Le Petit Garçon film qui livre une réflexion très sérieuse sur le thème de l’exploitation des enfants. La famille ne serait qu’alibi à l’excuser. Parallèlement, c’est le témoignage vivifiant d’un pays demeurant encore très refermé sur lui-même et dont la population nuit à sa propre réputation en vivant de la malhonnêteté. Ce cercle vicieux n’aurait pu être mieux reflété qu’au travers la figure familiale, exploitée au même titre que dans le film d’Imamura, comme un objet d’aliénation vers un devoir non-désiré, et au même titre que dans le film d’Ozu, un centre toxique à l’évolution individuelle à aspect sectaire.
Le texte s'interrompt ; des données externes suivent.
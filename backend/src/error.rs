use axum::http::StatusCode;
use axum::response::{IntoResponse, Response};
use axum::Json;
use todo_shared::ErrorBody;

use crate::store::StoreError;

const INTERNAL_ERROR_MESSAGE: &str = "internal server error";

/// Failure of a todo API call, one variant per response status.
#[derive(Debug, thiserror::Error)]
pub enum ApiError {
    #[error("{0}")]
    Validation(String),
    #[error("{0}")]
    Conflict(String),
    #[error("todo {0} not found")]
    NotFound(String),
    #[error(transparent)]
    Store(#[from] StoreError),
}

impl ApiError {
    pub fn status(&self) -> StatusCode {
        match self {
            ApiError::Validation(_) => StatusCode::BAD_REQUEST,
            ApiError::Conflict(_) => StatusCode::CONFLICT,
            ApiError::NotFound(_) => StatusCode::NOT_FOUND,
            ApiError::Store(_) => StatusCode::INTERNAL_SERVER_ERROR,
        }
    }
}

impl IntoResponse for ApiError {
    fn into_response(self) -> Response {
        let status = self.status();
        let message = match &self {
            ApiError::Store(err) => {
                tracing::error!(error = %err, "todo store operation failed");
                INTERNAL_ERROR_MESSAGE.to_string()
            }
            other => {
                tracing::debug!(%status, error = %other, "rejected todo request");
                other.to_string()
            }
        };
        (status, Json(ErrorBody::new(message))).into_response()
    }
}

#[cfg(test)]
mod tests {
    use super::*;

    #[test]
    fn store_errors_hide_their_cause() {
        let err = ApiError::from(StoreError::Decode("column \"secret\" missing".into()));
        let response = err.into_response();
        assert_eq!(response.status(), StatusCode::INTERNAL_SERVER_ERROR);
    }

    #[test]
    fn statuses_follow_error_kind() {
        assert_eq!(ApiError::Validation("text required".into()).status(), StatusCode::BAD_REQUEST);
        assert_eq!(ApiError::Conflict("dup".into()).status(), StatusCode::CONFLICT);
        assert_eq!(ApiError::NotFound("x".into()).status(), StatusCode::NOT_FOUND);
    }
}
Le final glaçant du long-métrage confirme par ailleurs son application de la loi de Murphy, prévisible mais nécessaire étant donné le contexte de réalisation d’un tel long-métrage.
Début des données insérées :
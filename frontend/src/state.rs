//! View state and its transitions.
//!
//! [`Model::update`] never touches the browser. It returns [`Effect`]s that
//! the application shell turns into fetches, timers and subscription waits.

use todo_shared::{CreateTodoRequest, Todo, UpdateTodoRequest};
use uuid::Uuid;

use crate::error::ClientError;

/// How long an error banner stays up.
pub const ERROR_BANNER_MS: i32 = 3_000;

#[derive(Debug, Clone, Copy, PartialEq, Eq)]
pub enum UpdateIntent {
    /// Text edit submitted from the input field.
    Edit,
    /// Checkbox flip.
    Toggle,
}

#[derive(Debug, Clone)]
pub enum Msg {
    Mounted,
    TodosLoaded(Result<Vec<Todo>, ClientError>),
    SetDraft(String),
    KeyPressed(String),
    Submit,
    StartEdit(Uuid),
    CancelEdit,
    ToggleTodo(Uuid),
    DeleteTodo(Uuid),
    Created(Result<Todo, ClientError>),
    Updated(UpdateIntent, Result<Todo, ClientError>),
    Deleted(Uuid, Result<(), ClientError>),
    HoverStart(Uuid),
    HoverEnd(Uuid),
    DismissError(u64),
    RemoteChange,
    ChangeStreamClosed,
}

#[derive(Debug, Clone, PartialEq)]
pub enum Effect {
    FetchTodos,
    Create(CreateTodoRequest),
    Update {
        id: Uuid,
        request: UpdateTodoRequest,
        intent: UpdateIntent,
    },
    Delete(Uuid),
    DismissErrorAfter { ticket: u64, millis: i32 },
    /// Wait for the next change notification.
    AwaitChange,
}

#[derive(Debug, Clone, PartialEq)]
pub struct Banner {
    pub message: String,
    ticket: u64,
}

#[derive(Debug, Default)]
pub struct Model {
    todos: Vec<Todo>,
    draft_text: String,
    editing_id: Option<Uuid>,
    hovered_id: Option<Uuid>,
    filter_text: String,
    error: Option<Banner>,
    loading: bool,
    next_ticket: u64,
}

impl Model {
    pub fn todos(&self) -> &[Todo] {
        &self.todos
    }

    /// Todos whose text contains the filter, ignoring case.
    pub fn visible_todos(&self) -> impl Iterator<Item = &Todo> + '_ {
        self.todos
            .iter()
            .filter(move |todo| todo.matches_filter(&self.filter_text))
    }

    pub fn draft_text(&self) -> &str {
        &self.draft_text
    }

    pub fn editing_id(&self) -> Option<Uuid> {
        self.editing_id
    }

    pub fn hovered_id(&self) -> Option<Uuid> {
        self.hovered_id
    }

    pub fn filter_text(&self) -> &str {
        &self.filter_text
    }

    pub fn error_message(&self) -> Option<&str> {
        self.error.as_ref().map(|banner| banner.message.as_str())
    }

    pub fn is_loading(&self) -> bool {
        self.loading
    }

    pub fn is_editing(&self) -> bool {
        self.editing_id.is_some()
    }

    pub fn update(&mut self, msg: Msg) -> Vec<Effect> {
        match msg {
            Msg::Mounted => vec![self.refresh(), Effect::AwaitChange],
            Msg::TodosLoaded(Ok(todos)) => {
                self.loading = false;
                self.todos = todos;
                if let Some(id) = self.editing_id {
                    if !self.contains(id) {
                        self.leave_edit_mode();
                    }
                }
                if self.hovered_id.is_some_and(|id| !self.contains(id)) {
                    self.hovered_id = None;
                }
                vec![]
            }
            Msg::TodosLoaded(Err(err)) => {
                self.loading = false;
                vec![self.show_error(format!("Failed to load todos: {err}"))]
            }
            Msg::SetDraft(text) => {
                if self.editing_id.is_none() {
                    self.filter_text = text.clone();
                }
                self.draft_text = text;
                vec![]
            }
            Msg::KeyPressed(key) => match key.as_str() {
                "Enter" => self.update(Msg::Submit),
                "Escape" if self.is_editing() => self.update(Msg::CancelEdit),
                _ => vec![],
            },
            Msg::Submit => self.submit(),
            Msg::StartEdit(id) => {
                if let Some(text) = self.find(id).map(|todo| todo.text.clone()) {
                    self.draft_text = text;
                    self.editing_id = Some(id);
                }
                vec![]
            }
            Msg::CancelEdit => {
                self.leave_edit_mode();
                vec![]
            }
            Msg::ToggleTodo(id) => match self.find(id) {
                Some(todo) => vec![Effect::Update {
                    id,
                    request: UpdateTodoRequest::completed(!todo.completed),
                    intent: UpdateIntent::Toggle,
                }],
                None => vec![],
            },
            Msg::DeleteTodo(id) => vec![Effect::Delete(id)],
            Msg::Created(Ok(todo)) => {
                self.draft_text.clear();
                self.filter_text.clear();
                if !self.contains(todo.id) {
                    self.todos.insert(0, todo);
                }
                vec![self.refresh()]
            }
            Msg::Created(Err(err)) => vec![self.show_error(mutation_message(&err, "add"))],
            Msg::Updated(intent, Ok(todo)) => {
                if intent == UpdateIntent::Edit && self.editing_id == Some(todo.id) {
                    self.leave_edit_mode();
                }
                self.replace(todo);
                vec![self.refresh()]
            }
            Msg::Updated(UpdateIntent::Edit, Err(err)) => {
                vec![self.show_error(mutation_message(&err, "update"))]
            }
            Msg::Updated(UpdateIntent::Toggle, Err(_)) => {
                vec![self.show_error("Failed to update todo".to_string())]
            }
            Msg::Deleted(id, Ok(())) => {
                self.todos.retain(|todo| todo.id != id);
                if self.editing_id == Some(id) {
                    self.leave_edit_mode();
                }
                if self.hovered_id == Some(id) {
                    self.hovered_id = None;
                }
                vec![self.refresh()]
            }
            Msg::Deleted(_, Err(_)) => {
                vec![
                    self.show_error("Failed to delete todo".to_string()),
                    self.refresh(),
                ]
            }
            Msg::HoverStart(id) => {
                self.hovered_id = Some(id);
                vec![]
            }
            Msg::HoverEnd(id) => {
                if self.hovered_id == Some(id) {
                    self.hovered_id = None;
                }
                vec![]
            }
            Msg::DismissError(ticket) => {
                if self.error.as_ref().is_some_and(|banner| banner.ticket == ticket) {
                    self.error = None;
                }
                vec![]
            }
            Msg::RemoteChange => vec![self.refresh(), Effect::AwaitChange],
            Msg::ChangeStreamClosed => vec![],
        }
    }

    fn submit(&mut self) -> Vec<Effect> {
        if self.draft_text.trim().is_empty() {
            return vec![];
        }
        let text = self.draft_text.trim().to_string();
        match self.editing_id {
            Some(id) => vec![Effect::Update {
                id,
                request: UpdateTodoRequest::text(text),
                intent: UpdateIntent::Edit,
            }],
            None => vec![Effect::Create(CreateTodoRequest {
                text,
                completed: None,
            })],
        }
    }

    fn refresh(&mut self) -> Effect {
        self.loading = true;
        Effect::FetchTodos
    }

    fn show_error(&mut self, message: String) -> Effect {
        self.next_ticket += 1;
        let ticket = self.next_ticket;
        self.error = Some(Banner { message, ticket });
        Effect::DismissErrorAfter {
            ticket,
            millis: ERROR_BANNER_MS,
        }
    }

    fn leave_edit_mode(&mut self) {
        self.editing_id = None;
        self.draft_text.clear();
        self.filter_text.clear();
    }

    fn find(&self, id: Uuid) -> Option<&Todo> {
        self.todos.iter().find(|todo| todo.id == id)
    }

    fn contains(&self, id: Uuid) -> bool {
        self.find(id).is_some()
    }

    fn replace(&mut self, updated: Todo) {
        if let Some(slot) = self.todos.iter_mut().find(|todo| todo.id == updated.id) {
            *slot = updated;
        }
    }
}

/// Conflict and validation messages come from the server verbatim; other
/// failures get a generic line.
fn mutation_message(err: &ClientError, verb: &str) -> String {
    match err {
        ClientError::Conflict(message) | ClientError::Validation(message) => message.clone(),
        _ => format!("Failed to {verb} todo"),
    }
}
Vis-à-vis de l’aura de mystère intrinsèquement divulgué par l’ensemble du métrage, une séquence en particulier demeure viscéralement éclairante : entre deux nouvelles escroqueries, le jeune garçon observe les adultes qui l’entourent au travers d’une porte entrouverte. Chaque plan en décèle un ; ils boivent, chantent en tapant dans leurs mains… C’est par un cadre très restreint qu’il ne peut qu’anticiper la vie d’adulte stigmatisante qui l’attend. Rien d’autre ne semble transparaître.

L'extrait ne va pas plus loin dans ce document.